When a vaccine arrived in December that year, she felt some relief. But also, fear.
"I had seen what COVID was capable of doing to people the age of my parents," Titanji said.
"I was absolutely terrified because from the moment I had access to vaccination up until the moment my parents had access to vaccination, it was eight months."
In Cameroon, where Titanji is from, her parents didn't get a first coronavirus jab until August 2021. By that time, most Canadian and American adults were well past their second shots.
"It was the most nerve wracking experience of living in fear that they would get COVID," she said.
Despite the World Health Organization's pleas to rich countries to stop stockpiling COVID vaccines and share with the lower-income nations – particularly in Africa – global health experts agree that we failed.
They also aren't surprised, because the same inequitable distribution of vaccines and treatments has been a pattern for decades.
On July 23, the WHO declared monkeypox a "public health emergency of international concern" – and doctors fear the same pattern will repeat itself as Canada, the U.S. and European countries rush to vaccinate at-risk populations.
They're using a vaccine originally manufactured for smallpox, which has been eradicated. In Canada, it's called Imvamune, and small quantities were stockpiled years ago in case smallpox ever returned. Imvamune is also approved to vaccinate people against monkeypox.
Yet monkeypox has been endemic in several African nations for 50 years. Dozens have died this year alone, Titanji said, but no vaccine has ever been made available, except for targeted studies involving health-care workers.
When she dealt with monkeypox outbreaks in Cameroon, she said there was also no access to antivirals to treat the disease.
"If you diagnose someone with monkeypox [in Africa], you provide supportive care.

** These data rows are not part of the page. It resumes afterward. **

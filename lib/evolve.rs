//! Amplitude evolution under repeated application of the Grover operator.
//!
//! [`Evolution`] is a finite, lazy iterator over the trajectory *v*<sub>0</sub>,
//! *v*<sub>1</sub>, ..., *v*<sub>steps</sub>, where *v*<sub>0</sub> is the
//! uniform superposition and *v*<sub>*t*+1</sub> = *G·v*<sub>*t*</sub>. The
//! trajectory always has exactly `steps + 1` elements and can be replayed
//! from the start with [`Evolution::reset`]; consumers that track deltas or
//! previous points do so on their own side.
//!
//! Each yielded [`Step`] carries the full amplitude vector together with two
//! scalar projections read out of it: the amplitude at the marked index and
//! the amplitude at its bitwise complement. The latter pairing mirrors the
//! two-series time plot the trajectory is typically rendered as.

use std::iter::FusedIterator;
use nalgebra as na;
use crate::{ config::GroverConfig, operator };

/// Return the uniform superposition over `size` basis states,
/// (1/√N, ..., 1/√N).
pub fn uniform(size: usize) -> na::DVector<f64> {
    na::DVector::from_element(size, 1.0 / (size as f64).sqrt())
}

/// Return the iteration count maximizing the marked amplitude,
/// ⌊π/4·√N⌋ (at least 1), for an `n`-qubit register.
pub fn optimal_steps(n: usize) -> usize {
    use std::f64::consts::FRAC_PI_4;
    let size = (1_usize << n) as f64;
    ((FRAC_PI_4 * size.sqrt()).floor() as usize).max(1)
}

/// A single point in the amplitude trajectory.
#[derive(Clone, Debug, PartialEq)]
pub struct Step {
    /// Iteration number, starting at zero for the uniform superposition.
    pub t: usize,
    /// Amplitudes over all basis states.
    pub amplitudes: na::DVector<f64>,
    /// Amplitude at the marked index.
    pub winner: f64,
    /// Amplitude at the bitwise complement of the marked index.
    pub mirror: f64,
}

impl Step {
    fn project(t: usize, amplitudes: na::DVector<f64>, winner: usize) -> Self {
        let mirror_idx = amplitudes.len() - 1 - winner;
        let w = amplitudes[winner];
        let m = amplitudes[mirror_idx];
        Self { t, amplitudes, winner: w, mirror: m }
    }

    /// Return the probability weight of each basis state, i.e. the squared
    /// amplitudes.
    pub fn probabilities(&self) -> na::DVector<f64> {
        self.amplitudes.map(|a| a * a)
    }

    /// Return the Euclidean norm of the amplitude vector.
    ///
    /// Stays at 1 up to floating-point drift, since the Grover operator is
    /// orthogonal.
    pub fn norm(&self) -> f64 { self.amplitudes.norm() }
}

/// Driver for the amplitude trajectory of a single Grover run.
///
/// Yields `steps + 1` [`Step`]s, starting with the uniform superposition at
/// `t = 0`. The underlying operator is built once at construction and is
/// immutable thereafter.
#[derive(Clone, Debug)]
pub struct Evolution {
    g: na::DMatrix<f64>,
    v: na::DVector<f64>,
    t: usize,
    steps: usize,
    winner: usize,
}

impl Evolution {
    /// Create a new `Evolution` for the given configuration, building the
    /// Grover operator internally.
    pub fn new(cfg: &GroverConfig) -> Self {
        let g = operator::grover(cfg);
        let v = uniform(cfg.size());
        Self { g, v, t: 0, steps: cfg.steps(), winner: cfg.winner() }
    }

    /// Return a reference to the built Grover operator.
    pub fn operator(&self) -> &na::DMatrix<f64> { &self.g }

    /// Re-seed the state to the uniform superposition at `t = 0`.
    ///
    /// A reset `Evolution` replays the exact same trajectory.
    pub fn reset(&mut self) -> &mut Self {
        self.v = uniform(self.v.len());
        self.t = 0;
        self
    }

    /// Run the remaining iterations eagerly, collecting the trajectory.
    pub fn run(&mut self) -> Vec<Step> {
        let mut traj: Vec<Step> = Vec::with_capacity(self.len());
        traj.extend(self);
        traj
    }
}

impl Iterator for Evolution {
    type Item = Step;

    fn next(&mut self) -> Option<Self::Item> {
        if self.t > self.steps { return None; }
        let step = Step::project(self.t, self.v.clone(), self.winner);
        if self.t < self.steps { self.v = &self.g * &self.v; }
        self.t += 1;
        Some(step)
    }

    fn size_hint(&self) -> (usize, Option<usize>) {
        let rem = (self.steps + 1).saturating_sub(self.t);
        (rem, Some(rem))
    }
}

impl ExactSizeIterator for Evolution { }

impl FusedIterator for Evolution { }
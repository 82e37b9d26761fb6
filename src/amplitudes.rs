use std::{ fs, io::{ self, Write }, path::PathBuf };
use grover_sim::{ config::GroverConfig, evolve::Evolution };
use itertools::Itertools;

const N: usize = 4; // number of qubits
const STEPS: usize = 40;
const WINNER: usize = 0b1001;

fn main() -> io::Result<()> {
    let cfg = GroverConfig::new(N, STEPS, WINNER)
        .expect("invalid Grover parameters");

    let outdir = PathBuf::from("output");
    fs::create_dir_all(&outdir)?;
    let mut out = fs::File::create(outdir.join("amplitudes.csv"))?;

    let labels = (0..cfg.size()).map(|k| cfg.basis_label(k)).format(",");
    writeln!(out, "t,{}", labels)?;
    for step in Evolution::new(&cfg) {
        writeln!(out, "{},{}", step.t, step.amplitudes.iter().format(","))?;
    }

    println!(
        "wrote {} amplitude rows over {} basis states",
        STEPS + 1,
        cfg.size(),
    );
    Ok(())
}
use std::{ fs, io::{ self, Write }, path::PathBuf };
use grover_sim::{
    config::GroverConfig,
    evolve::{ Evolution, optimal_steps },
};

const N: usize = 4; // number of qubits
const STEPS: usize = 40;
const WINNER: usize = 0b1001;

fn main() -> io::Result<()> {
    let cfg = GroverConfig::new(N, STEPS, WINNER)
        .expect("invalid Grover parameters");

    let outdir = PathBuf::from("output");
    fs::create_dir_all(&outdir)?;
    let mut out = fs::File::create(outdir.join("winner_series.csv"))?;

    writeln!(out, "t,winner,mirror")?;
    for step in Evolution::new(&cfg) {
        writeln!(out, "{},{},{}", step.t, step.winner, step.mirror)?;
    }

    println!(
        "marked state {} (mirror {}); optimal iteration count = {}",
        cfg.basis_label(cfg.winner()),
        cfg.basis_label(cfg.mirror()),
        optimal_steps(N),
    );
    Ok(())
}
#![allow(dead_code, non_snake_case, non_upper_case_globals)]

//! Dense state-vector simulation of the amplitude dynamics of Grover's search
//! operator.
//!
//! For a register of *n* qubits (*N* = 2<sup>*n*</sup> basis states) and a
//! single marked index *w*, the Grover iteration operator is assembled as the
//! product of the oracle reflection, the order-*N* Hadamard matrix, and the
//! diffusion reflection, normalized by *N*. Repeated application to the
//! uniform superposition periodically amplifies and de-amplifies the marked
//! amplitude; this crate exposes that trajectory as a finite, restartable
//! sequence of amplitude vectors for downstream plotting.
//!
//! All operators here are real orthogonal, so amplitudes stay in ℝ and norms
//! are preserved up to floating-point drift.

pub mod config;
pub mod operator;
pub mod evolve;
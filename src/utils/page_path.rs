//! Classification of request paths into page names.

use std::sync::LazyLock;

use regex::Regex;

use crate::types::PageName;

static VIEW_PATH: LazyLock<Regex> =
    LazyLock::new(|| Regex::new("^/([a-zA-Z0-9_-]*)$").expect("view path pattern compiles"));
static EDIT_PATH: LazyLock<Regex> =
    LazyLock::new(|| Regex::new("^/e/([a-zA-Z0-9_-]+)$").expect("edit path pattern compiles"));

/// Which flow a path is being validated for.
#[derive(Debug, Clone, Copy, PartialEq, Eq)]
pub enum PathMode {
    View,
    Edit,
}

/// Resolve a raw URL path to a page name, or `None` if it is not a page path.
///
/// In view mode `/` resolves to the home page. Edit paths must name a page.
pub fn parse_page_path(path: &str, mode: PathMode) -> Option<PageName> {
    let pattern = match mode {
        PathMode::View => &VIEW_PATH,
        PathMode::Edit => &EDIT_PATH,
    };
    let name = pattern.captures(path)?.get(1)?.as_str();
    if name.is_empty() {
        return Some(PageName::home());
    }
    PageName::new(name)
}
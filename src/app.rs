//! Router construction.

use axum::routing::get;
use axum::Router;

use crate::handlers::{handle_edit, handle_edit_submit, handle_view};
use crate::types::AppState;

/// Build the wiki router.
///
/// `/e/<name>` accepts GET and POST; other methods get 405. Everything
/// else goes through the view flow, which validates the path itself.
pub fn create_router(state: AppState) -> Router {
    Router::new()
        .route("/e/*name", get(handle_edit).post(handle_edit_submit))
        .fallback(handle_view)
        .with_state(state)
}
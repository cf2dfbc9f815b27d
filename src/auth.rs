//! Single shared edit password.
//!
//! Only a salted Argon2 hash of the configured password is kept. The empty
//! password is hashed as well, so [`AuthGate::verify`] always runs the same
//! code path. Note that `verify("")` succeeds when no password was configured:
//! callers must check [`AuthGate::is_editable`] first.

use std::fmt;

use argon2::password_hash::rand_core::OsRng;
use argon2::password_hash::{PasswordHash, PasswordHasher, PasswordVerifier, SaltString};
use argon2::Argon2;

use crate::errors::WikiError;

#[derive(Clone)]
pub struct AuthGate {
    hash: String,
    editable: bool,
}

impl AuthGate {
    /// Hash `password` with a fresh salt.
    pub fn new(password: &str) -> Result<Self, WikiError> {
        let salt = SaltString::generate(&mut OsRng);
        let hash = Argon2::default()
            .hash_password(password.as_bytes(), &salt)
            .map_err(|e| WikiError::Hash(e.to_string()))?
            .to_string();
        Ok(Self { hash, editable: !password.is_empty() })
    }

    /// Whether a non-empty password was configured.
    pub fn is_editable(&self) -> bool {
        self.editable
    }

    /// Check `candidate` against the stored hash.
    pub fn verify(&self, candidate: &str) -> bool {
        let Ok(hash) = PasswordHash::new(&self.hash) else {
            log::error!("Stored password hash is not a valid PHC string");
            return false;
        };
        Argon2::default().verify_password(candidate.as_bytes(), &hash).is_ok()
    }
}

impl fmt::Debug for AuthGate {
    fn fmt(&self, f: &mut fmt::Formatter<'_>) -> fmt::Result {
        f.debug_struct("AuthGate")
            .field("hash", &"<redacted>")
            .field("editable", &self.editable)
            .finish()
    }
}

#[cfg(test)]
mod tests {
    use super::*;

    #[test]
    fn verifies_configured_password() {
        let gate = AuthGate::new("secret").unwrap();
        assert!(gate.is_editable());
        assert!(gate.verify("secret"));
        assert!(!gate.verify("Secret"));
        assert!(!gate.verify(""));
    }

    #[test]
    fn empty_password_disables_editing_but_still_hashes() {
        let gate = AuthGate::new("").unwrap();
        assert!(!gate.is_editable());
        // The second layer on its own would let this through.
        assert!(gate.verify(""));
        assert!(!gate.verify("anything"));
    }

    #[test]
    fn hash_is_salted_and_never_plaintext() {
        let a = AuthGate::new("secret").unwrap();
        let b = AuthGate::new("secret").unwrap();
        assert_ne!(a.hash, b.hash);
        assert!(!a.hash.contains("secret"));
        assert!(!format!("{a:?}").contains(&a.hash));
    }
}
use crate::types::PageView;
use crate::utils::escape_html;

const STYLE: &str = r#"<style>
body { max-width: 32em; margin: 0 auto; padding: 1em; font: 1.15em/1.5 Georgia, "Times New Roman", serif; color: #333; }
a, a:visited { color: #0060c0; }
header { margin-bottom: 1em; }
header a { text-decoration: none; }
header #edit { float: right; }
h1, h2, h3, h4, h5, h6 { line-height: 1.2; }
pre { background: #f0f0f0; padding: .5em; overflow: auto; font-family: Menlo, Consolas, monospace; }
img { max-width: 100%; }
blockquote { border-left: .3em solid #e0e0e0; margin-left: 0; padding-left: 1em; }
table { width: 100%; border-collapse: collapse; }
th { border-bottom: 1px solid #333; }
td { padding: .5em; }
textarea { width: 100%; box-sizing: border-box; }
</style>"#;

/// Component for handling HTML template rendering
#[derive(Debug, Clone, Copy, Default)]
pub struct TemplateComponent;

impl TemplateComponent {
    /// Create a new template component
    pub fn new() -> Self {
        Self
    }

    /// Render a complete HTML document for `view`.
    ///
    /// In edit mode the body is page source and is escaped into the textarea.
    /// Otherwise it is trusted rendered HTML and embedded as is.
    pub fn render_page(&self, view: &PageView) -> String {
        let page = escape_html(&view.page_name);
        let wiki = escape_html(&view.wiki_name);

        let controls = match (view.wiki_editable, view.edit_page) {
            (false, _) => String::new(),
            (true, true) => concat!(
                "<div id=\"edit\">",
                "<input form=\"form\" type=\"password\" autocomplete=\"current-password\" name=\"pass\" placeholder=\"Password\"> ",
                "<input form=\"form\" type=\"submit\" value=\"\u{2713}\">",
                "</div>"
            )
            .to_string(),
            (true, false) => format!("<div id=\"edit\"><a href=\"/e/{page}\">\u{270e}</a></div>"),
        };

        let content = if view.edit_page {
            format!(
                "<form id=\"form\" action=\"/e/{page}\" method=\"post\">\n<textarea autofocus rows=\"30\" name=\"body\">{}</textarea>\n</form>",
                escape_html(&view.body)
            )
        } else {
            view.body.clone()
        };

        format!(
            "<!DOCTYPE html>\n<html lang=\"en\">\n<head>\n<title>{page} :: {wiki}</title>\n<meta charset=\"utf-8\">\n<meta name=\"viewport\" content=\"width=device-width,initial-scale=1\">\n<link rel=\"icon\" href=\"data:,\">\n{STYLE}\n</head>\n<body>\n<header><b>{page}</b> :: <a href=\"/\">{wiki}</a>{controls}</header>\n{content}\n</body>\n</html>\n"
        )
    }
}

So basically, you make the diagnosis and you tell them to isolate and, you know, take paracetamol for their fever … and to rest and recover."
Although anyone can become infected through close contact with someone who has monkeypox or with personal items like bed linens, in countries outside Africa, the most at-risk population right now is men who have sex with men. In Africa, it has historically been spread primarily through contact with infected animals.